Se Caraval era um jogo e Lendário um delírio glamouroso, Finale, de Stephanie Garber, toma uma decisão ousada (e um pouco frustrante): não tem mais jogo. Nada de desafios, plateia mascarada ou aquela sensação deliciosa de “isso é real ou só mais uma ilusão?”. O tabuleiro foi recolhido, as regras desapareceram e o leitor fica se perguntando em que momento exatamente Caraval deixou de ser… Caraval.
Agora, o foco é outro: guerras cósmicas, identidades reveladas e personagens que descobrem segredos sobre si mesmos como quem troca de figurino. Tudo é grande, urgente e dramático — talvez até demais. A magia continua bonita, cheia de metáforas brilhantes e frases feitas sob medida para marcar com post-it, mas a ausência do jogo deixa um vazio narrativo. Sem ele, Finale perde parte do charme que tornou a trilogia única. O espetáculo continua, mas sem a interatividade que fazia o leitor se sentir parte da encenação.

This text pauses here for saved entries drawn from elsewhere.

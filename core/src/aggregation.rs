//! Population aggregation: summary statistics and the loss-exceedance
//! curve over many risks' results.
//!
//! RULES:
//!   - Risks without both an inherent and a residual value (or with a zero
//!     value) are excluded and counted, never zero-filled.
//!   - Percentiles use the same nearest-lower-rank policy as the simulator.
//!   - Sums run over sorted values so input order never changes a result.

use crate::{
    calculation::RiskCalculationResult,
    error::RiskResult,
    simulation::percentile_nearest_rank,
    types::{round2, Money, Period, RiskId, Severity},
};
use serde::{Deserialize, Serialize};

pub const DEFAULT_CURVE_POINTS: usize = 10;

/// The numeric view of one risk the aggregator works on.
#[derive(Debug, Clone, Serialize, Deserialize, PartialEq)]
#[serde(rename_all = "camelCase")]
pub struct RiskExposure {
    pub risk_id:  RiskId,
    pub severity: Severity,
    pub inherent_risk: Option<Money>,
    pub residual_risk: Option<Money>,
}

impl RiskExposure {
    pub fn from_result(risk_id: RiskId, severity: Severity, result: &RiskCalculationResult) -> Self {
        Self {
            risk_id,
            severity,
            inherent_risk: Some(result.inherent_risk),
            residual_risk: Some(result.residual_risk),
        }
    }

    /// A risk that has never been calculated.
    pub fn uncalculated(risk_id: RiskId, severity: Severity) -> Self {
        Self { risk_id, severity, inherent_risk: None, residual_risk: None }
    }

    fn is_calculated(&self) -> bool {
        let usable = |v: Option<Money>| v.is_some_and(|x| x.is_finite() && x != 0.0);
        usable(self.inherent_risk) && usable(self.residual_risk)
    }
}

#[derive(Debug, Clone, Copy, Serialize, Deserialize, PartialEq)]
pub struct ExposurePoint {
    pub impact:      Money,
    /// Empirical probability of meeting or exceeding `impact`.
    pub probability: f64,
}

/// Exposure points ordered by increasing probability (decreasing impact).
#[derive(Debug, Clone, Default, Serialize, Deserialize, PartialEq)]
#[serde(transparent)]
pub struct ExposureCurve(Vec<ExposurePoint>);

impl ExposureCurve {
    /// Build from residual values in any order, keeping at most
    /// `max_points` (all points when `None`).
    pub fn from_values(values: &[Money], max_points: Option<usize>) -> Self {
        let mut descending = values.to_vec();
        descending.sort_by(|a, b| b.total_cmp(a));
        let n = descending.len();
        let keep = max_points.unwrap_or(n).min(n);
        let points = descending
            .into_iter()
            .take(keep)
            .enumerate()
            .map(|(i, impact)| ExposurePoint {
                impact,
                probability: (i + 1) as f64 / n as f64,
            })
            .collect();
        Self(points)
    }

    pub fn points(&self) -> &[ExposurePoint] {
        &self.0
    }

    pub fn len(&self) -> usize {
        self.0.len()
    }

    pub fn is_empty(&self) -> bool {
        self.0.is_empty()
    }

    /// Largest impact whose exceedance probability is at least
    /// `probability`. `None` beyond the last retained point.
    pub fn impact_at(&self, probability: f64) -> Option<Money> {
        self.0
            .iter()
            .find(|p| p.probability >= probability)
            .map(|p| p.impact)
    }
}

#[derive(Debug, Clone, Copy, Serialize, Deserialize, PartialEq, Eq)]
#[serde(rename_all = "camelCase")]
pub struct ExposureCurveConfig {
    #[serde(default = "default_curve_points")]
    pub max_points: usize,
    /// Expose every point instead of the first `max_points`.
    #[serde(default)]
    pub full: bool,
}

fn default_curve_points() -> usize {
    DEFAULT_CURVE_POINTS
}

impl Default for ExposureCurveConfig {
    fn default() -> Self {
        Self { max_points: DEFAULT_CURVE_POINTS, full: false }
    }
}

impl ExposureCurveConfig {
    fn limit(&self) -> Option<usize> {
        if self.full { None } else { Some(self.max_points) }
    }
}

#[derive(Debug, Clone, Serialize, Deserialize, PartialEq)]
#[serde(rename_all = "camelCase")]
pub struct PopulationSummary {
    pub period: Period,
    pub total_count:    usize,
    pub critical_count: usize,
    pub high_count:     usize,
    pub medium_count:   usize,
    pub low_count:      usize,
    pub total_inherent_risk: Money,
    pub total_residual_risk: Money,
    pub min_exposure:    Money,
    pub max_exposure:    Money,
    pub mean_exposure:   Money,
    pub median_exposure: Money,
    pub p95_exposure:    Money,
    pub p99_exposure:    Money,
    pub exposure_curve: ExposureCurve,
    /// Risks left out because they lacked a usable calculation.
    pub excluded_count: usize,
    /// Risks whose calculation failed before aggregation.
    pub failed_count: usize,
}

impl PopulationSummary {
    fn empty(period: Period) -> Self {
        Self {
            period,
            total_count: 0,
            critical_count: 0,
            high_count: 0,
            medium_count: 0,
            low_count: 0,
            total_inherent_risk: 0.0,
            total_residual_risk: 0.0,
            min_exposure: 0.0,
            max_exposure: 0.0,
            mean_exposure: 0.0,
            median_exposure: 0.0,
            p95_exposure: 0.0,
            p99_exposure: 0.0,
            exposure_curve: ExposureCurve::default(),
            excluded_count: 0,
            failed_count: 0,
        }
    }

    pub fn with_failed_count(mut self, failed: usize) -> Self {
        self.failed_count = failed;
        self
    }
}

#[derive(Debug, Clone, Copy, Default)]
pub struct PopulationAggregator {
    curve: ExposureCurveConfig,
}

impl PopulationAggregator {
    pub fn new(curve: ExposureCurveConfig) -> Self {
        Self { curve }
    }

    /// Summarize a population. Pure; `items` is never modified.
    pub fn aggregate(&self, items: &[RiskExposure], period: Period) -> RiskResult<PopulationSummary> {
        period.validate()?;

        let included: Vec<&RiskExposure> = items.iter().filter(|r| r.is_calculated()).collect();
        let mut summary = PopulationSummary::empty(period);
        summary.excluded_count = items.len() - included.len();
        if included.is_empty() {
            return Ok(summary);
        }

        for item in &included {
            match item.severity {
                Severity::Critical => summary.critical_count += 1,
                Severity::High     => summary.high_count += 1,
                Severity::Medium   => summary.medium_count += 1,
                Severity::Low      => summary.low_count += 1,
            }
        }

        let mut residual: Vec<Money> = included.iter().filter_map(|r| r.residual_risk).collect();
        let mut inherent: Vec<Money> = included.iter().filter_map(|r| r.inherent_risk).collect();
        residual.sort_by(f64::total_cmp);
        inherent.sort_by(f64::total_cmp);

        let n = residual.len();
        let total_residual: Money = residual.iter().sum();

        summary.total_count = n;
        summary.total_inherent_risk = inherent.iter().sum();
        summary.total_residual_risk = total_residual;
        summary.min_exposure = residual[0];
        summary.max_exposure = residual[n - 1];
        summary.mean_exposure = round2(total_residual / n as f64);
        summary.median_exposure = percentile_nearest_rank(&residual, 50);
        summary.p95_exposure = percentile_nearest_rank(&residual, 95);
        summary.p99_exposure = percentile_nearest_rank(&residual, 99);
        summary.exposure_curve = ExposureCurve::from_values(&residual, self.curve.limit());

        Ok(summary)
    }
}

As irmãs Dragna já passaram por Caraval, sobreviveram a outro jogo com muitas mentiras/omissões e cometeram todas as decisões questionáveis possíveis, aí vem Finale resolve jogar todos os problemas de volta nelas. Os Deuses Imortais estão soltos, o mundo está à beira do colapso, e, claro, tem romance, porque nada como um apocalipse para reacender aqueles crushes complicados
Scarlett e Donatella dividem a narrativa, o que significa o dobro de drama e o triplo de encrenca. De um lado, Scarlett está tentando resolver sua vida amorosa (porque, aparentemente, triângulos amorosos são tradição nessa família), enquanto lida com um poder novo e assustador. De outro, Tella está presa entre Dante, o bad boy irresistível, e Jacks, o príncipe do caos que beija como quem assina um contrato de morte. Decisões ruins? Temos.
Enquanto isso, o grande vilão está por aí ameaçando transformar o mundo num desastre mágico, e todo mundo tem que correr contra o tempo para impedi-lo – mas calma, porque antes precisamos de um baile, alguns vestidos brilhantes e mais umas reviravoltas que fazem você querer jogar o livro na parede (com carinho).
Tella, como esperado, assume o centro absoluto da história. A garota que flerta com o perigo como se fosse hobby segue tomando decisões impulsivas e apaixonadas, enquanto Dante Legend permanece sendo o homem mais misterioso do universo: sedutor, dramático e emocionalmente confuso — sempre pronto para uma declaração intensa… ou um silêncio estratégico de três capítulos. O casal funciona? Funciona. Mas em certos momentos parece que o relacionamento vive mais de tensão e frases enigmáticas do que de construção real.
E enquanto isso… Scarlett e Julian ficam esquecidos num canto bonito do cenário. O casal que sustentou emocionalmente o primeiro livro aparece pouco, fala pouco e participa menos do que merecia. Faltou tempo de página, faltou diálogo, faltou aquele calor que fez o leitor torcer por eles lá no início. Scarlett, que já vinha sendo empurrada para a lateral desde Lendário, aqui quase vira figurante de luxo. Julian? Continua maravilhoso, mas subutilizado — o que, sinceramente, deveria ser crime literário.
O ritmo de Finale também sofre com escolhas curiosas: conflitos gigantes resolvidos rápido demais, enquanto outros são esticados só para manter o drama no auge. A sensação é de que a história corre para encerrar tudo com impacto, mesmo que algumas resoluções pareçam fáceis demais para um universo que sempre prometeu perigo e consequência.
Ainda assim, o livro entrega o que promete emocionalmente: um final intenso, romântico e cheio de decisões que doem. Não é um encerramento perfeito, nem totalmente fiel ao espírito inicial da série, mas é coerente com a escalada dramática que Garber construiu. Finale prefere o sentimento à lógica, o brilho à estrutura, o excesso à contenção.
No fim das contas, Finale é como uma última apresentação teatral sem ensaio geral: linda, caótica, emocionante — mas um pouco desalinhada. Funciona mais como despedida do que como jogo final. E talvez esse seja o maior paradoxo do livro: terminar uma trilogia chamada Caraval sem Caraval.